Figure 4 presents the X-ray structures of the EC loops for GPCRs in question together with the “most open” and “most closed” structures of the EC1+EC2+EC3 packages singled out by the largest and smallest Cα-Cα distances among residues at the “tips” of EC1, EC2 and EC3, which were selected as F103, T193 and S281 for bRh; W101, I191 and E290 for sRh; W99, E180 and L302 for β2AR; W107, Q188 and L319 for β1AR; and A72, K153 and S263 for A2AR. It is clearly seen that, in all cases, the most open structures provide ample space for a ligand to enter the TM cavity and the most closed structures almost fully isolate the TM cavity from solvent (compare Figures 4 and 1). According to these results, conformational dynamics of the EC loops may involve large molecular movements; the largest movements between the most opened and most closed structures being estimated as ca. 25 Å for bRh (the difference in Cα-Cα distances between F103 and S281), 20 Å for sRh (W101 – E290), 18 Å for β2AR (W99 – E180), 17 Å for β1AR (Q188 – L319), and 8 Å for A2AR (K153 – S263). This estimates are much larger than, for instance, movement of the EC2 loop in bRh upon activation found by the very recent solid state NMR experiment14, but an ensemble of possible conformations of EC2 obtained by modeling calculations includes also a range of smaller movements. On the other hand, the solid state NMR experiment captures just one conformational state of the EC loops. Note that the movements of this scale could be found only by the ultra-long (up to microseconds) MD simulations.50

Figure 4.

Figure 4

Stereoviews of the X-ray structures of the EC loops shown as lines in red (EC1), green (EC2) and blue (EC3) overlapped with the most open (gray lines) and most closed (black lines) calculated structures. A) bRh; B) sRh; C) b2AR; D) b1AR; E) A2AR. The view is from the extracellular space normal to the membrane plane.

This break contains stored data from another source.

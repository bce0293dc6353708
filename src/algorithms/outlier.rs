/// 基于四分位距（IQR）的 RSSI 离群值过滤
///
/// 同一信标的一批原始读数 → 一个稳健平均值

/// RSSI 读数（dBm）
pub type Rssi = i16;

/// IQR 倍数
pub const IQR_FACTOR: f64 = 1.5;

/// 保留区间 `[Q1 - 1.5·IQR, Q3 + 1.5·IQR]`（闭区间）
#[derive(Clone, Copy, Debug, PartialEq)]
pub struct IqrBounds {
    pub q1: f64,
    pub q3: f64,
    pub lower: f64,
    pub upper: f64,
}

impl IqrBounds {
    /// 由读数计算区间，读数为空时返回 None
    pub fn from_readings(readings: &[Rssi]) -> Option<Self> {
        let mut sorted: Vec<f64> = readings.iter().map(|&r| r as f64).collect();
        sorted.sort_by(f64::total_cmp);

        let q1 = percentile(&sorted, 25.0)?;
        let q3 = percentile(&sorted, 75.0)?;
        let iqr = q3 - q1;

        Some(IqrBounds {
            q1,
            q3,
            lower: q1 - IQR_FACTOR * iqr,
            upper: q3 + IQR_FACTOR * iqr,
        })
    }

    pub fn contains(&self, value: Rssi) -> bool {
        let v = value as f64;
        self.lower <= v && v <= self.upper
    }

    pub fn iqr(&self) -> f64 {
        self.q3 - self.q1
    }
}

/// 线性插值百分位数，`sorted` 必须已升序；空输入返回 None
///
/// 位置 = p/100 · (n-1)，在相邻两个样本之间线性插值
pub fn percentile(sorted: &[f64], p: f64) -> Option<f64> {
    let last = sorted.len().checked_sub(1)?;

    let rank = (p / 100.0).clamp(0.0, 1.0) * last as f64;
    let lo = rank.floor() as usize;
    let hi = rank.ceil() as usize;
    let frac = rank - lo as f64;

    Some(sorted[lo] + (sorted[hi] - sorted[lo]) * frac)
}

/// 区间内保留下来的读数
pub fn kept_readings(readings: &[Rssi], bounds: &IqrBounds) -> Vec<Rssi> {
    readings.iter().copied().filter(|&r| bounds.contains(r)).collect()
}

/// 稳健平均
///
/// - 空输入 → None（无数据，而不是 0）
/// - 过滤后为空 → 退回到全部原始读数的平均值（信标确实被扫描到过，不丢弃）
/// - 平均值按四舍六入五成双取整
pub fn robust_mean(readings: &[Rssi]) -> Option<Rssi> {
    let bounds = IqrBounds::from_readings(readings)?;
    mean_within(readings, &bounds)
}

fn mean_within(readings: &[Rssi], bounds: &IqrBounds) -> Option<Rssi> {
    let kept = kept_readings(readings, bounds);
    if kept.is_empty() {
        rounded_mean(readings)
    } else {
        rounded_mean(&kept)
    }
}

/// 算术平均并取整
pub fn rounded_mean(values: &[Rssi]) -> Option<Rssi> {
    if values.is_empty() {
        return None;
    }
    let sum: i64 = values.iter().map(|&v| v as i64).sum();
    let mean = sum as f64 / values.len() as f64;
    Some(mean.round_ties_even() as Rssi)
}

Docking ligands to GPCR models

Our modeling procedure reproduced the X-ray structures of the EC1+EC2+EC3 packages for five GPCRs with the best rms values ranged from 3.4 – 3.6 Å for β2AR to 4.6 Å for sRh (see Tables IV and V). One more element of validation for the predicted structures of the EC loops would be to reproduce the binding pose for the low-molecular weight ligands crystallized together with GPCRs (namely, carazol for β2AR, cyanopindolol for β1AR and ZMA for A2AR) within the binding pocket that makes contacts with loop residues.

In this regard, the above ligands were docked to the corresponding receptors using the RosettaLigand program as described in Computational Methods to determine possible differences between the docking poses in the crystal structures and in the predicted loop structures of the receptors. The docking procedure started from the actual spatial positions of the ligands whose conformations were constrained as in the crystal structures. For each GPCR, the docking procedure was run independently for the two options of the crystal structure, with and without the EC loops, and for receptors with the predicted structure of the EC loops corresponding to the best rms values from Tables IV and V (see also structures in Figures 2C, 2D and 2D). Also, two other options of the EC loops with the “average” and “worst” (largest) rms values relative to the X-ray structures were considered to determine the importance of specific conformations of the loops for accurate docking. (The specific average and worst rms values for the EC1+EC2+EC3 packages were 6.3 Å and 8.2 Å for β2AR; 6.2 Å and 10.4 Å for β1AR; and 6.2 Å and 8.4 Å for A2AR; the corresponding structures are not shown.) The lowest-energy docking pose was selected from each run, and the rms values calculated for the ligand structures in the selected poses and the X-ray crystal structures of the ligands are listed in Table VII.

Table VII.

Rms values for the ligands docked to GPCRs (in Å)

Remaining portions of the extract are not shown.